Capone talks the gospel according to singer Mavis Staples, subject of tonight's HBO documentary MAVIS!

Hey everyone. Capone in Chicago here.

Like a lot of people who do jobs similar to mine, I have a wish list of people I’d love to interview at some point before I stop doing this for a living. I don’t have it written down anywhere, and it’s always changing; hell, sometimes I don’t even know someone is on my list until I hear they might be available to talk to. Not all of the names are those of filmmakers or actor or anyone involved with film directly, but most of them are. But if at any point in the last 30 years you’d asked me to put a list together of folks I’d love to sit down with for an extended chat, somewhere near the top of list would have been Mavis Staples, a fellow Chicagoan and my entry point into a world of R&B, gospel, activism and showmanship.

The first time I ever laid eyes on Mavis Staples was in college, when I first saw The Band’s concert documentary, THE LAST WALTZ, directed by Martin Scorsese. Her group The Staple Singers (led by her father, Pops Staples) took part in a rousing rendition of “The Weight,” and I was hooked. I found a few of the Staples key albums, and in the back of my head, I wondered what had become of them as a group. Then, another one of my musical interests led me back to Mavis. I’m a Prince fan from way back, and when I found out that he was producing and writing many of the songs for a new Mavis Staples album, I nearly lost my mind. When all was said and done, Prince produced two albums for Mavis, one in 1989 and another in 1993, but it was when she was out touring for the second album, “The Voice,” that I got to see her in concert for the first time in a small club in Chicago.

Over the years, I’ve seen Mavis perform several times, including once with the Staple Singers in the late 1990s, and although we live in the same city, our paths have never crossed outside of a concert venue. And why would they? But leading up to last year’s SXSW Film Festival, I found out that a documentary about her life, MAVIS!, was playing, and I immediately asked for a sit down with one of the queens of music, in my estimation. I had an incredible time chatting with Mavis, as well as the film’s director, Jessica Edwards (I’ll have that interview for you tomorrow), and I’m happy to report that MAVIS! is finally seeing the light of day courtesy of HBO, where it will premiere on leap day (which seems appropriate), tonight, Monday, Feb. 29 at 9pm/8pm CST, and it’s a terrific, all-encompassing look at Mavis’s life and career. You’d be a fool to miss it. In the mean time, please enjoy my talk with the living legend, Mavis Staples…

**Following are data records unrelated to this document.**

//! `netnames` resolves names and services without blocking the caller.
//!
//! Every object ([`NameResolver`], [`ServiceBrowser`], [`ServiceResolver`],
//! [`ServiceLocalPublisher`]) starts its work right away and reports the outcome through
//! `poll_event()`, to be called from the application's event loop. The network work itself is
//! done by the [providers](provider) of a [`Session`]: unicast DNS for wide-area names and, with
//! the `mdns` feature, multicast DNS and DNS-SD for `local.`.
//!
//! # Basic usage example
//! ```rust,no_run
//! use netnames::{ServiceResolver, ServiceResolverEvent};
//!
//! let mut resolver = ServiceResolver::new();
//! resolver.start_service("imaps", "tcp", "example.com", Some(993));
//! while let Some(event) = resolver.poll_event() {
//!     if let ServiceResolverEvent::ResultReady { address, port, hostname } = event {
//!         println!("{} ({}) port {}", address, hostname, port);
//!     }
//! }
//! netnames::cleanup();
//! ```

pub mod browser;
pub mod config;
#[cfg(feature = "mdns")]
pub mod mdns;
pub mod provider;
pub mod publisher;
pub mod resolver;
pub mod service_resolver;
pub mod session;
pub mod unicast;

pub use browser::{BrowserEvent, ServiceBrowser};
pub use publisher::{PublisherEvent, ServiceLocalPublisher};
pub use resolver::{Mode, NameResolver, ResolverEvent};
pub use service_resolver::{ProtoSplit, Protocol, ServiceResolver, ServiceResolverEvent};
pub use session::{cleanup, diagnostic_text, Session};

Capone: Why was this the right time for you to let someone into your life like this to film you and tell your story? Jessica couldn’t have been the first time someone has asked you to take part in something like this.

Mavis Staples: Right, it wasn’t. Actually, I think it was the right time. I had been putting people off for so long. Even with writing the book [“I'll Take You There: Mavis Staples, the Staple Singers, and the Music That Shaped the Civil Rights Era” by Chicago Tribune music writer Greg Kot]. I had been putting off so many of my friends who I knew were capable of doing that book, and they wanted to, and I put it off. When Greg called and asked me, I said well, I might as well do it and get it documented. Then when Jessica came to City Winery in New York, my manager Dave [Bartlett] said they wanted to do a documentary on me, I said, “Dave, I’ve done so many of those things.”

Capone: I’ve seen you in a lot of documentaries. I saw TAKE ME TO THE RIVER here a couple of years ago, which I thought was wonderful.

MS: Yeah, and I did one in Chicago with [Chicago Sun-Times reporter] Dave Hoekstra, but I thought about it. I’m getting older. I’m not planning on retiring, but I know one day I’m going to have to stop. I said, maybe we’ll go on and get this done. It was fun. Watching it today was awesome.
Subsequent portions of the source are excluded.